Great. Thanks, Yas. I'll turn this over to you, Mitch, probably for both. I'll just kind of start off by saying that obviously we've been guiding that we wanted to wait to see these data from this study before we made any final study design decisions with regard to Crohn's disease. I think we've got a pretty clear indication that a broader population of luminal Crohn's patients is probably where we're headed. Mitch, why don't I turn it over to you to elaborate on that and then also address the question regarding kind of the timing moving forward in the various studies.
Sure. Yeah. No, and maybe I'll start, you know, as well. I think I'd love to hear, you know, Flo's take on this.
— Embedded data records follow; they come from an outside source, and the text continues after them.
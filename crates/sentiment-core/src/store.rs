//! The `VoteStore` trait.
//!
//! The trait is implemented by storage backends (e.g. `sentiment-store-sqlite`).
//! The HTTP layer and maintenance commands depend on this abstraction, not on
//! any concrete backend.

use std::future::Future;

use chrono::{DateTime, Utc};

use crate::{
  identity::SubmitterIdentity,
  vote::{CastOutcome, NewVote, Vote},
};

/// Abstraction over a vote store backend.
///
/// Votes are append-only from the request path. The store assigns `id` and
/// `created_at` itself, and enforces at most one vote per submitter per UTC
/// day atomically with the insert.
///
/// All methods return `Send` futures so the trait can be used in multi-threaded
/// async runtimes (e.g. tokio with `axum`).
pub trait VoteStore: Send + Sync {
  type Error: std::error::Error + Send + Sync + 'static;

  /// Record a vote, or report [`CastOutcome::AlreadyVoted`] if the submitter
  /// already voted on the store clock's current UTC day.
  fn create(
    &self,
    input: NewVote,
  ) -> impl Future<Output = Result<CastOutcome, Self::Error>> + Send + '_;

  /// The most recent vote by `submitter` with `created_at >= since`.
  fn find_by_identity_since<'a>(
    &'a self,
    submitter: &'a SubmitterIdentity,
    since: DateTime<Utc>,
  ) -> impl Future<Output = Result<Option<Vote>, Self::Error>> + Send + 'a;

  /// Votes with `start <= created_at < end`, oldest first. `end = None` is
  /// unbounded.
  fn list_in_range(
    &self,
    start: DateTime<Utc>,
    end: Option<DateTime<Utc>>,
  ) -> impl Future<Output = Result<Vec<Vote>, Self::Error>> + Send + '_;

  /// Delete votes with `created_at < cutoff`, returning how many were removed.
  /// Maintenance only; never called from a request handler.
  fn delete_before(
    &self,
    cutoff: DateTime<Utc>,
  ) -> impl Future<Output = Result<usize, Self::Error>> + Send + '_;
}
//! sentiment-server binary.
//!
//! Reads `config.toml` (or the path given with `--config`), opens the SQLite
//! vote store, and either serves the HTTP API or runs a maintenance command.
//!
//! ```
//! sentiment-server                          # serve
//! sentiment-server seed --count 97          # insert synthetic votes
//! sentiment-server purge --before 2024-01-01
//! ```

use std::{path::PathBuf, sync::Arc};

use anyhow::Context as _;
use chrono::NaiveDate;
use clap::{Parser, Subcommand};
use sentiment_api::AppState;
use sentiment_server::{SeedOptions, ServerConfig};
use sentiment_store_sqlite::SqliteStore;
use tokio::net::TcpListener;
use tracing::level_filters::LevelFilter;
use tracing_subscriber::EnvFilter;

#[derive(Parser)]
#[command(author, version, about = "Market sentiment voting server")]
struct Cli {
  /// Path to the TOML configuration file.
  #[arg(short, long, default_value = "config.toml")]
  config: PathBuf,

  #[command(subcommand)]
  command: Option<Command>,
}

#[derive(Subcommand)]
enum Command {
  /// Serve the HTTP API (the default).
  Serve,
  /// Insert synthetic votes, each from a distinct throwaway identity.
  Seed {
    #[arg(long, default_value_t = 97)]
    count:  usize,
    /// Centre of the progress distribution.
    #[arg(long, default_value_t = 50, value_parser = clap::value_parser!(u8).range(0..=100))]
    center: u8,
    /// Maximum distance from the centre; results are clamped to 0..=100.
    #[arg(long, default_value_t = 15, value_parser = clap::value_parser!(u8).range(0..=100))]
    spread: u8,
  },
  /// Delete every vote cast before midnight UTC of the given day.
  Purge {
    /// Cutoff day, `YYYY-MM-DD`.
    #[arg(long)]
    before: NaiveDate,
  },
}

#[tokio::main]
async fn main() -> anyhow::Result<()> {
  tracing_subscriber::fmt()
    .with_env_filter(
      EnvFilter::builder()
        .with_default_directive(LevelFilter::INFO.into())
        .from_env_lossy(),
    )
    .init();

  let cli = Cli::parse();
  let server_cfg = ServerConfig::load(&cli.config)?;

  let store = SqliteStore::open(&server_cfg.store_path)
    .await
    .with_context(|| format!("failed to open store at {:?}", server_cfg.store_path))?;

  match cli.command.unwrap_or(Command::Serve) {
    Command::Serve => serve(store, &server_cfg).await,
    Command::Seed { count, center, spread } => {
      let recorded = sentiment_server::seed(&store, SeedOptions { count, center, spread })
        .await
        .context("failed to seed votes")?;
      println!("seeded {recorded} votes");
      Ok(())
    }
    Command::Purge { before } => {
      let removed = sentiment_server::purge(&store, before)
        .await
        .context("failed to purge votes")?;
      println!("removed {removed} votes");
      Ok(())
    }
  }
}

async fn serve(store: SqliteStore, server_cfg: &ServerConfig) -> anyhow::Result<()> {
  // The store stamps votes and the handlers compute day windows; both must
  // read the same clock.
  let clock = store.clock();
  let state = AppState::new(Arc::new(store), clock);

  let app = sentiment_server::app(state);
  let address = server_cfg.address();

  tracing::info!("Listening on http://{address}");
  let listener = TcpListener::bind(&address)
    .await
    .with_context(|| format!("failed to bind {address}"))?;

  axum::serve(listener, app).await.context("server error")?;

  Ok(())
}
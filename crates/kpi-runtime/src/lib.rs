//! Runtime layer of the KPI dashboard.
//!
//! Owns the shared store and turns a stream of filter changes into a stream
//! of recomputed KPI bundles.

pub mod orchestrator;

pub use kpi_core as core;
pub use kpi_data as data;
pub use orchestrator::{DashboardHandle, DashboardOrchestrator, DashboardUpdate};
Obviously, Flo's probably the world expert in fibrostenotic Crohn's, and also has done grad work, including, I think, PhD on PDE4 inhibitors, anti-inflammatory, antifibrotic effects. I'll say something about Crohn's and then ask maybe Flo to make some comments, and then we'll, you know, I'll jump back on the enrollment and progress piece. We've chosen to focus on luminal Crohn's because it's the most straightforward, well-established regulatory path. It's a larger opportunity, and clearly, we have data that support our drug in luminal Crohn's.
In contrast to fibrostenotic Crohn's, you know, we've worked with the team and our experts over the last six months to sort of really deeply understand, you know, the potential regulatory paths. I think, you know, it's clear that Crohn's, as opposed to fibrostenotic Crohn's, has a clear, much clearer regulatory path. It's also clear that Agomab will be blazing a trail and developing a regulatory path that we can potentially be fast followers with what we believe to be a really the best candidate in fibrostenotic Crohn's. As Flo pointed out, nerandomilast has an approval in IPF. We feel that our drug is good and will be good in that FSCD. Clearly there's a significant unmet need in Crohn's disease.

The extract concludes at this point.